There's an old compiler-building tutorial that has become part of the field's lore: the Let's Build a Compiler series by Jack Crenshaw (published between 1988 and 1995).

I ran into it in 2003 and was very impressed, but it's now 2025 and this tutorial is still being mentioned quite often in Hacker News threads. Why is that? Why does a tutorial from 35 years ago, built in Pascal and emitting Motorola 68000 assembly - technologies that are virtually unknown for the new generation of programmers - hold sway over compiler enthusiasts? I've decided to find out.

The tutorial is easily available and readable online, but just re-reading it seemed insufficient. So I've decided on meticulously translating the compilers built in it to Python and emit a more modern target - WebAssembly. It was an enjoyable process and I want to share the outcome and some insights gained along the way.

The result is this code repository. Of particular interest is the TUTORIAL.md file, which describes how each part in the original tutorial is mapped to my code. So if you want to read the original tutorial but play with code you can actually easily try on your own, feel free to follow my path.

A sample

To get a taste of the input language being compiled and the output my compiler generates, here's a sample program in the KISS language designed by Jack Crenshaw:

var X=0

 { sum from 0 to n-1 inclusive, and add to result }
 procedure addseq(n, ref result)
     var i, sum  { 0 initialized }
     while i < n
         sum = sum + i
         i = i + 1
     end
     result = result + sum
 end

 program testprog
 begin
     addseq(11, X)
 end
 .

It's from part 13 of the tutorial, so it showcases procedures along with control constructs like the while loop, and passing parameters both by value and by reference. Here's the WASM text generated by my compiler for part 13:

(module
  (memory 8)
  ;; Linear stack pointer. Used to pass parameters by ref.
  ;; Grows downwards (towards lower addresses).
  (global $__sp (mut i32) (i32.const 65536))

  (global $X (mut i32) (i32.const 0))

  (func $ADDSEQ (param $N i32) (param $RESULT i32)
    (local $I i32)
    (local $SUM i32)
    loop $loop1
      block $breakloop1
        local.get $I
        local.get $N
        i32.lt_s
        i32.eqz
        br_if $breakloop1
        local.get $SUM
        local.get $I
        i32.add
        local.set $SUM
        local.get $I
        i32.const 1
        i32.add
        local.set $I
        br $loop1
      end
    end
    local.get $RESULT
    local.get $RESULT
    i32.load
    local.get $SUM
    i32.add
    i32.store
  )

  (func $main (export "main") (result i32)
    i32.const 11
    global.get $__sp      ;; make space on stack
    i32.const 4
    i32.sub
    global.set $__sp
    global.get $__sp
    global.get $X
    i32.store
    global.get $__sp    ;; push address as parameter
    call $ADDSEQ
    ;; restore parameter X by ref
    global.get $__sp
    i32.load offset=0
    global.set $X
    ;; clean up stack for ref parameters
    global.get $__sp
    i32.const 4
    i32.add
    global.set $__sp
    global.get $X
  )
)

You'll notice that there is some trickiness in the emitted code w.r.t. handling the by-reference parameter (my previous post deals with this issue in more detail).
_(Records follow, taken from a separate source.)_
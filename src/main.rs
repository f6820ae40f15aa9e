//! picoc-harness - run the interpreter test suite on a board
//!
//! Connects to the board, then for each test resets the interpreter, uploads
//! the program line by line, runs it and prints its output.

use clap::{Parser, ValueEnum};
use picoc_harness::core::report::{RunEvent, RunObserver, SuiteReport, TestStatus};
use picoc_harness::core::transport::list_ports;
use picoc_harness::{
    CliResult, Connector, CorpusProvider, DirectoryCorpus, ExitCodes, HarnessConfig, Link,
    LogFormat, LoggedLink, SerialConfig, SessionRunner, TcpConfig, TranscriptLogger, Transport,
};
use std::io::Write;
use std::path::PathBuf;
use std::process::ExitCode;
use tracing::{debug, info};

/// Report output format
#[derive(Debug, Clone, Copy, PartialEq, Eq, ValueEnum)]
enum OutputFormat {
    /// Human-readable text
    Text,
    /// JSON report on stdout, transcript on stderr
    Json,
}

/// Run the picoc test suite on an embedded target
#[derive(Parser, Debug)]
#[command(name = "picoc-harness", version, about, long_about = None)]
struct Cli {
    /// Run only this test file (default: the whole suite)
    test: Option<String>,

    /// Serial port of the board
    #[arg(short, long, env = "PICOC_PORT")]
    port: Option<String>,

    /// Baud rate
    #[arg(short, long, env = "PICOC_BAUD")]
    baud: Option<u32>,

    /// Serial read timeout in milliseconds
    #[arg(long)]
    read_timeout_ms: Option<u64>,

    /// Reach the board through a TCP bridge instead (host:port)
    #[arg(long, value_name = "HOST:PORT")]
    tcp: Option<String>,

    /// Directory holding the test files
    #[arg(short = 'C', long, env = "PICOC_CORPUS")]
    corpus_dir: Option<PathBuf>,

    /// Config file (default: config.toml in the user config directory)
    #[arg(long, env = "PICOC_CONFIG")]
    config: Option<PathBuf>,

    /// File listing the suite, one test per line
    #[arg(long)]
    list_file: Option<PathBuf>,

    /// Seconds to wait for a test to finish (0 = forever)
    #[arg(long, value_name = "SECS")]
    timeout: Option<u64>,

    /// Stop at the first hung test
    #[arg(long)]
    fail_fast: bool,

    /// Print the suite and exit
    #[arg(long)]
    list: bool,

    /// List available serial ports and exit
    #[arg(long)]
    list_ports: bool,

    /// Record the wire traffic to this file
    #[arg(long)]
    log: Option<PathBuf>,

    /// Wire log format (text, hex, csv, jsonl)
    #[arg(long, default_value = "text")]
    log_format: LogFormat,

    /// Output format
    #[arg(short, long, value_enum, default_value_t = OutputFormat::Text)]
    format: OutputFormat,

    /// Verbose diagnostics
    #[arg(short, long)]
    verbose: bool,

    /// Quiet mode (target output and errors only)
    #[arg(short, long)]
    quiet: bool,
}

/// Prints the run as it happens
struct ConsoleObserver {
    to_stderr: bool,
    quiet: bool,
}

impl ConsoleObserver {
    fn new(cli: &Cli) -> Self {
        Self {
            to_stderr: cli.format == OutputFormat::Json,
            quiet: cli.quiet,
        }
    }

    fn print(&self, text: &str) {
        if self.to_stderr {
            eprintln!("{text}");
        } else {
            println!("{text}");
            let _ = std::io::stdout().flush();
        }
    }

    fn notice(&self, text: &str) {
        if !self.quiet {
            self.print(text);
        }
    }
}

/// One line of the console transcript
#[derive(Debug, PartialEq, Eq)]
enum ConsoleLine {
    /// Progress text, hidden by `--quiet`
    Notice(String),
    /// Target output, always shown
    Output(String),
}

fn console_lines(event: RunEvent) -> Vec<ConsoleLine> {
    use ConsoleLine::{Notice, Output};

    match event {
        RunEvent::Waiting { target } => vec![Notice(format!(
            "Waiting until port {target} can be opened..."
        ))],
        RunEvent::Connected { .. } => vec![Notice("Connected and initialized!".to_string())],
        RunEvent::TestStarted { name } => vec![
            Notice(format!("Running test {name}...")),
            Notice("---".to_string()),
        ],
        RunEvent::Output { line } => vec![Output(line)],
        RunEvent::TestFinished { name, status } => {
            let mut lines = vec![Notice("---".to_string())];
            if status == TestStatus::Hung {
                lines.push(Output(format!("Test {name} did not finish")));
            }
            lines.push(Notice("Finished!".to_string()));
            lines
        }
    }
}

impl RunObserver for ConsoleObserver {
    fn on_event(&mut self, event: RunEvent) {
        for line in console_lines(event) {
            match line {
                ConsoleLine::Notice(text) => self.notice(&text),
                ConsoleLine::Output(text) => self.print(&text),
            }
        }
    }
}

fn init_tracing(cli: &Cli) {
    let level = if cli.verbose {
        tracing::Level::DEBUG
    } else if cli.quiet {
        tracing::Level::ERROR
    } else {
        tracing::Level::WARN
    };

    let builder = tracing_subscriber::fmt()
        .with_env_filter(
            tracing_subscriber::EnvFilter::from_default_env().add_directive(level.into()),
        )
        .with_writer(std::io::stderr);

    match cli.format {
        OutputFormat::Json => builder.json().init(),
        OutputFormat::Text => builder.init(),
    }
}

fn load_config(cli: &Cli) -> Result<HarnessConfig, CliResult> {
    let mut config = match &cli.config {
        Some(path) => HarnessConfig::load_from(path)?,
        None => HarnessConfig::load()?,
    };

    if let Some(addr) = &cli.tcp {
        let tcp = TcpConfig::parse(addr)
            .map_err(|e| CliResult::error(ExitCodes::INVALID_ARGS, e.to_string()))?;
        config.link = Transport::Tcp(tcp);
    } else if cli.port.is_some() || cli.baud.is_some() || cli.read_timeout_ms.is_some() {
        let mut serial = match &config.link {
            Transport::Serial(serial) => serial.clone(),
            Transport::Tcp(_) => SerialConfig::default(),
        };
        if let Some(port) = &cli.port {
            serial.port.clone_from(port);
        }
        if let Some(baud) = cli.baud {
            serial.baud_rate = baud;
        }
        if let Some(ms) = cli.read_timeout_ms {
            serial.read_timeout_ms = ms;
        }
        config.link = Transport::Serial(serial);
    }

    if let Some(dir) = &cli.corpus_dir {
        config.suite.corpus_dir.clone_from(dir);
    }
    if let Some(secs) = cli.timeout {
        config.timing.completion_timeout_secs = secs;
    }
    if cli.fail_fast {
        config.suite.fail_fast = true;
    }

    config.validate()?;
    Ok(config)
}

fn print_ports(cli: &Cli) -> Result<CliResult, CliResult> {
    let ports = list_ports().map_err(|e| CliResult::error(ExitCodes::ERROR, e.to_string()))?;

    match cli.format {
        OutputFormat::Json => {
            let json: Vec<serde_json::Value> = ports
                .iter()
                .map(|p| {
                    serde_json::json!({
                        "name": p.port_name,
                        "type": format!("{:?}", p.port_type)
                    })
                })
                .collect();
            let text = serde_json::to_string_pretty(&json)
                .map_err(|e| CliResult::error(ExitCodes::ERROR, e.to_string()))?;
            println!("{text}");
        }
        OutputFormat::Text => {
            if ports.is_empty() && !cli.quiet {
                println!("No serial ports found.");
            }
            for port in &ports {
                println!("{}", port.port_name);
            }
        }
    }

    Ok(CliResult::success())
}

fn print_report(cli: &Cli, report: &SuiteReport) -> Result<(), CliResult> {
    if cli.format == OutputFormat::Json {
        let text = serde_json::to_string_pretty(report)
            .map_err(|e| CliResult::error(ExitCodes::ERROR, e.to_string()))?;
        println!("{text}");
    }
    Ok(())
}

async fn run(cli: &Cli) -> Result<CliResult, CliResult> {
    if cli.list_ports {
        return print_ports(cli);
    }

    let config = load_config(cli)?;
    let mut corpus: DirectoryCorpus = config.corpus();
    if let Some(path) = &cli.list_file {
        corpus = corpus.with_list_file(path)?;
    }

    if cli.list {
        for name in corpus.suite() {
            println!("{name}");
        }
        return Ok(CliResult::success());
    }

    // a typo in the test name should not cost a board reset
    if let Some(name) = &cli.test {
        corpus.load(name)?;
    }

    let mut console = ConsoleObserver::new(cli);
    let link = Connector::new(config.connector_config())
        .connect(&config.link, &mut console)
        .await?;

    let link: Box<dyn Link> = match &cli.log {
        Some(path) => {
            let logger = TranscriptLogger::create(path, cli.log_format)?;
            info!("Logging wire traffic to {}", path.display());
            Box::new(LoggedLink::new(link, logger))
        }
        None => link,
    };

    let mut runner = SessionRunner::new(link, config.collector(), config.session_config());
    let report = runner
        .run_suite(&corpus, cli.test.as_deref(), &mut console)
        .await?;

    print_report(cli, &report)?;
    Ok(CliResult::from_report(&report))
}

#[tokio::main(flavor = "current_thread")]
async fn main() -> ExitCode {
    let cli = Cli::parse();
    init_tracing(&cli);
    debug!(?cli, "Starting picoc-harness v{}", picoc_harness::VERSION);

    let result = run(&cli).await.unwrap_or_else(|e| e);
    match (&result, result.message()) {
        (CliResult::Error(..), Some(msg)) => eprintln!("Error: {msg}"),
        (CliResult::Success(_), Some(msg)) if !cli.quiet && cli.format == OutputFormat::Text => {
            println!("{msg}");
        }
        _ => {}
    }
    result.to_exit_code()
}

#[cfg(test)]
mod tests {
    use super::*;

    #[test]
    fn test_each_test_ends_with_finished() {
        let lines = console_lines(RunEvent::TestFinished {
            name: "00_assignment.c".to_string(),
            status: TestStatus::Completed,
        });
        assert_eq!(
            lines,
            vec![
                ConsoleLine::Notice("---".to_string()),
                ConsoleLine::Notice("Finished!".to_string()),
            ]
        );
    }

    #[test]
    fn test_hung_test_is_reported() {
        let lines = console_lines(RunEvent::TestFinished {
            name: "15_recursion.c".to_string(),
            status: TestStatus::Hung,
        });
        assert_eq!(lines.len(), 3);
        assert_eq!(
            lines[1],
            ConsoleLine::Output("Test 15_recursion.c did not finish".to_string())
        );
        assert_eq!(lines[2], ConsoleLine::Notice("Finished!".to_string()));
    }

    #[test]
    fn test_output_is_verbatim() {
        assert_eq!(
            console_lines(RunEvent::Output {
                line: "  x = 1".to_string()
            }),
            vec![ConsoleLine::Output("  x = 1".to_string())]
        );
    }
}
In general, though, the emitted code is inefficient - there is close to 0 optimization applied.

Also, if you're very diligent you'll notice something odd about the global variable X - it seems to be implicitly returned by the generated main function. This is just a testing facility that makes my compiler easy to test. All the compilers are extensively tested - usually by running the generated WASM code [1] and verifying expected results.

Insights - what makes this tutorial so special?

While reading the original tutorial again, I had on opportunity to reminisce on what makes it so effective. Other than the very fluent and conversational writing style of Jack Crenshaw, I think it's a combination of two key factors:

  1. The tutorial builds a recursive-descent parser step by step, rather than giving a long preface on automata and table-based parser generators. When I first encountered it (in 2003), it was taken for granted that if you want to write a parser then lex + yacc are the way to go [2]. Following the development of a simple and clean hand-written parser was a revelation that wholly changed my approach to the subject; subsequently, hand-written recursive-descent parsers have been my go-to approach for almost 20 years now.
  2. Rather than getting stuck in front-end minutiae, the tutorial goes straight to generating working assembly code, from very early on. This was also a breath of fresh air for engineers who grew up with more traditional courses where you spend 90% of the time on parsing, type checking and other semantic analysis and often run entirely out of steam by the time code generation is taught.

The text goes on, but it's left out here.